### Work instruction
Among the records below, find the line that has "fn matches(&self, _method: &Method, _target_type: &str)"; from there, give the lines again exactly, and stop after the line that has "pub enum ClassFilters".
### Records for this exercise ###
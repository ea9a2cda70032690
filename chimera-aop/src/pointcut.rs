//! 切点（Pointcut）
//!
//! 切点由类过滤器和方法匹配器组成，决定通知是否适用于某个方法调用。

use crate::method::Method;
use crate::Value;
use regex::Regex;
use std::sync::Arc;

/// 类过滤器
pub trait ClassFilter: Send + Sync {
    fn matches(&self, target_type: &str) -> bool;
}

/// 方法匹配器
pub trait MethodMatcher: Send + Sync {
    /// 静态匹配
    fn matches(&self, method: &Method, target_type: &str) -> bool;

    /// 返回 true 时，静态匹配通过后每次调用还要用实参再匹配一次
    fn is_runtime(&self) -> bool {
        false
    }

    /// 运行时匹配，仅在 is_runtime 为 true 时调用
    fn matches_with_args(&self, method: &Method, target_type: &str, _args: &[Value]) -> bool {
        self.matches(method, target_type)
    }

    /// 是否需要知道目标上是否存在引入（introduction）
    fn is_introduction_aware(&self) -> bool {
        false
    }

    /// 带引入信息的静态匹配，仅在 is_introduction_aware 为 true 时调用
    fn matches_with_introductions(
        &self,
        method: &Method,
        target_type: &str,
        _has_introductions: bool,
    ) -> bool {
        self.matches(method, target_type)
    }
}

/// 切点
pub trait Pointcut: Send + Sync {
    fn class_filter(&self) -> &dyn ClassFilter;

    fn method_matcher(&self) -> &dyn MethodMatcher;
}

/// 匹配所有类型
#[derive(Debug, Clone, Copy, Default)]
pub struct TrueClassFilter;

impl ClassFilter for TrueClassFilter {
    fn matches(&self, _target_type: &str) -> bool {
        true
    }
}

/// 匹配所有方法
#[derive(Debug, Clone, Copy, Default)]
pub struct TrueMethodMatcher;

impl MethodMatcher for TrueMethodMatcher {
    fn matches(&self, _method: &Method, _target_type: &str) -> bool {
        true
    }
}

/// 匹配所有方法调用的切点
#[derive(Debug, Clone, Copy, Default)]
pub struct TruePointcut;

impl Pointcut for TruePointcut {
    fn class_filter(&self) -> &dyn ClassFilter {
        &TrueClassFilter
    }

    fn method_matcher(&self) -> &dyn MethodMatcher {
        &TrueMethodMatcher
    }
}

/// 用闭包实现的类过滤器
pub struct FnClassFilter<F>(pub F);

impl<F> ClassFilter for FnClassFilter<F>
where
    F: Fn(&str) -> bool + Send + Sync,
{
    fn matches(&self, target_type: &str) -> bool {
        (self.0)(target_type)
    }
}

/// 类过滤器的组合
pub enum ClassFilters {
    Union(Vec<Arc<dyn ClassFilter>>),
    Intersection(Vec<Arc<dyn ClassFilter>>),
}

impl ClassFilter for ClassFilters {
    fn matches(&self, target_type: &str) -> bool {
        match self {
            ClassFilters::Union(filters) => filters.iter().any(|f| f.matches(target_type)),
            ClassFilters::Intersection(filters) => filters.iter().all(|f| f.matches(target_type)),
        }
    }
}

/// 切点表达式
///
/// 用于匹配连接点
#[derive(Clone)]
pub enum PointcutExpression {
    /// 匹配所有方法
    All,

    /// 匹配特定类型的所有方法
    /// 例如：TypePattern("*Service")
    TypePattern(String),

    /// 匹配特定方法名
    /// 例如：MethodPattern("find*")
    MethodPattern(String),

    /// 匹配特定类型的特定方法
    /// 例如：execution(* UserService.get_user(..))
    Execution {
        type_pattern: String,
        method_pattern: String,
    },

    /// 使用正则表达式匹配类型
    TypeRegex(Regex),

    /// 使用正则表达式匹配方法
    MethodRegex(Regex),

    /// 自定义匹配函数
    Custom(Arc<dyn Fn(&Method, &str) -> bool + Send + Sync>),

    /// 与运算（AND）
    And(Box<PointcutExpression>, Box<PointcutExpression>),

    /// 或运算（OR）
    Or(Box<PointcutExpression>, Box<PointcutExpression>),

    /// 非运算（NOT）
    Not(Box<PointcutExpression>),
}

impl PointcutExpression {
    /// 检查方法调用是否匹配
    pub fn matches(&self, method: &Method, target_type: &str) -> bool {
        match self {
            PointcutExpression::All => true,

            PointcutExpression::TypePattern(pattern) => type_matches(pattern, target_type),

            PointcutExpression::MethodPattern(pattern) => wildcard_match(pattern, method.name()),

            PointcutExpression::Execution {
                type_pattern,
                method_pattern,
            } => type_matches(type_pattern, target_type) && wildcard_match(method_pattern, method.name()),

            PointcutExpression::TypeRegex(regex) => regex.is_match(target_type),

            PointcutExpression::MethodRegex(regex) => regex.is_match(method.name()),

            PointcutExpression::Custom(func) => func(method, target_type),

            PointcutExpression::And(left, right) => {
                left.matches(method, target_type) && right.matches(method, target_type)
            }

            PointcutExpression::Or(left, right) => {
                left.matches(method, target_type) || right.matches(method, target_type)
            }

            PointcutExpression::Not(expr) => !expr.matches(method, target_type),
        }
    }

    /// 类级别的预判
    ///
    /// 返回 false 表示该类型上不可能有方法匹配；返回 true 时仍需逐个方法匹配
    pub fn could_match_type(&self, target_type: &str) -> bool {
        match self {
            PointcutExpression::TypePattern(pattern) => type_matches(pattern, target_type),
            PointcutExpression::Execution { type_pattern, .. } => {
                type_matches(type_pattern, target_type)
            }
            PointcutExpression::TypeRegex(regex) => regex.is_match(target_type),
            PointcutExpression::And(left, right) => {
                left.could_match_type(target_type) && right.could_match_type(target_type)
            }
            PointcutExpression::Or(left, right) => {
                left.could_match_type(target_type) || right.could_match_type(target_type)
            }
            _ => true,
        }
    }

    /// 创建 execution 表达式
    ///
    /// 格式：返回类型 类型名.方法名(参数)，例如 "* UserService.get_user(..)"
    /// 只使用类型和方法名部分
    pub fn execution(expression: &str) -> Self {
        let parts: Vec<&str> = expression.split_whitespace().collect();

        if parts.len() < 2 {
            return PointcutExpression::All;
        }

        let method_part = parts[1];
        let method_part = match method_part.find('(') {
            Some(index) => &method_part[..index],
            None => method_part,
        };
        match method_part.rsplit_once('.') {
            Some((type_pattern, method_pattern)) => PointcutExpression::Execution {
                type_pattern: type_pattern.to_string(),
                method_pattern: method_pattern.to_string(),
            },
            None => PointcutExpression::MethodPattern(method_part.to_string()),
        }
    }

    /// 与运算
    pub fn and(self, other: PointcutExpression) -> Self {
        PointcutExpression::And(Box::new(self), Box::new(other))
    }

    /// 或运算
    pub fn or(self, other: PointcutExpression) -> Self {
        PointcutExpression::Or(Box::new(self), Box::new(other))
    }

    /// 非运算
    pub fn negate(self) -> Self {
        PointcutExpression::Not(Box::new(self))
    }
}

impl std::fmt::Debug for PointcutExpression {
    fn fmt(&self, f: &mut std::fmt::Formatter<'_>) -> std::fmt::Result {
        match self {
            PointcutExpression::All => write!(f, "All"),
            PointcutExpression::TypePattern(p) => write!(f, "TypePattern({})", p),
            PointcutExpression::MethodPattern(p) => write!(f, "MethodPattern({})", p),
            PointcutExpression::Execution { type_pattern, method_pattern } => {
                write!(f, "Execution({}.{})", type_pattern, method_pattern)
            }
            PointcutExpression::TypeRegex(r) => write!(f, "TypeRegex({})", r.as_str()),
            PointcutExpression::MethodRegex(r) => write!(f, "MethodRegex({})", r.as_str()),
            PointcutExpression::Custom(_) => write!(f, "Custom(...)"),
            PointcutExpression::And(l, r) => write!(f, "And({:?}, {:?})", l, r),
            PointcutExpression::Or(l, r) => write!(f, "Or({:?}, {:?})", l, r),
            PointcutExpression::Not(e) => write!(f, "Not({:?})", e),
        }
    }
}

/// 类型模式同时尝试完整名称和短名称
fn type_matches(pattern: &str, target_type: &str) -> bool {
    wildcard_match(pattern, target_type)
        || wildcard_match(pattern, chimera_core::utils::class_names::short_name(target_type))
}

/// 简单的模式匹配（支持 * 通配符）
///
/// - `*` 匹配任意字符串
/// - `User*` 以 User 开头
/// - `*Service` 以 Service 结尾
/// - `*Service*` 包含 Service
pub fn wildcard_match(pattern: &str, target: &str) -> bool {
    if pattern == "*" {
        return true;
    }
    if !pattern.contains('*') {
        return pattern == target;
    }

    let segments: Vec<&str> = pattern.split('*').collect();
    let (first, rest) = match segments.split_first() {
        Some(split) => split,
        None => return target.is_empty(),
    };
    let Some(mut remaining) = target.strip_prefix(first) else {
        return false;
    };
    let (last, middle) = match rest.split_last() {
        Some(split) => split,
        None => return remaining.is_empty(),
    };
    for segment in middle {
        match remaining.find(segment) {
            Some(index) => remaining = &remaining[index + segment.len()..],
            None => return false,
        }
    }
    remaining.len() >= last.len() && remaining.ends_with(last)
}

/// 基于表达式的切点
#[derive(Debug, Clone)]
pub struct ExpressionPointcut {
    expression: PointcutExpression,
}

impl ExpressionPointcut {
    pub fn new(expression: PointcutExpression) -> Self {
        Self { expression }
    }

    pub fn expression(&self) -> &PointcutExpression {
        &self.expression
    }
}

impl ClassFilter for ExpressionPointcut {
    fn matches(&self, target_type: &str) -> bool {
        self.expression.could_match_type(target_type)
    }
}

impl MethodMatcher for ExpressionPointcut {
    fn matches(&self, method: &Method, target_type: &str) -> bool {
        self.expression.matches(method, target_type)
    }
}

impl Pointcut for ExpressionPointcut {
    fn class_filter(&self) -> &dyn ClassFilter {
        self
    }

    fn method_matcher(&self) -> &dyn MethodMatcher {
        self
    }
}

/// 按方法名匹配的切点，支持 `*` 通配符
#[derive(Debug, Clone, Default)]
pub struct NameMatchMethodPointcut {
    mapped_names: Vec<String>,
}

impl NameMatchMethodPointcut {
    pub fn new() -> Self {
        Self::default()
    }

    pub fn add_method_name(mut self, name: impl Into<String>) -> Self {
        self.mapped_names.push(name.into());
        self
    }

    pub fn mapped_names(&self) -> &[String] {
        &self.mapped_names
    }
}

impl MethodMatcher for NameMatchMethodPointcut {
    fn matches(&self, method: &Method, _target_type: &str) -> bool {
        self.mapped_names
            .iter()
            .any(|name| wildcard_match(name, method.name()))
    }
}

impl Pointcut for NameMatchMethodPointcut {
    fn class_filter(&self) -> &dyn ClassFilter {
        &TrueClassFilter
    }

    fn method_matcher(&self) -> &dyn MethodMatcher {
        self
    }
}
###
### Problem solution
    fn matches(&self, _method: &Method, _target_type: &str) -> bool {
        true
    }
}

/// 匹配所有方法调用的切点
#[derive(Debug, Clone, Copy, Default)]
pub struct TruePointcut;

impl Pointcut for TruePointcut {
    fn class_filter(&self) -> &dyn ClassFilter {
        &TrueClassFilter
    }

    fn method_matcher(&self) -> &dyn MethodMatcher {
        &TrueMethodMatcher
    }
}

/// 用闭包实现的类过滤器
pub struct FnClassFilter<F>(pub F);

impl<F> ClassFilter for FnClassFilter<F>
where
    F: Fn(&str) -> bool + Send + Sync,
{
    fn matches(&self, target_type: &str) -> bool {
        (self.0)(target_type)
    }
}

/// 类过滤器的组合
pub enum ClassFilters {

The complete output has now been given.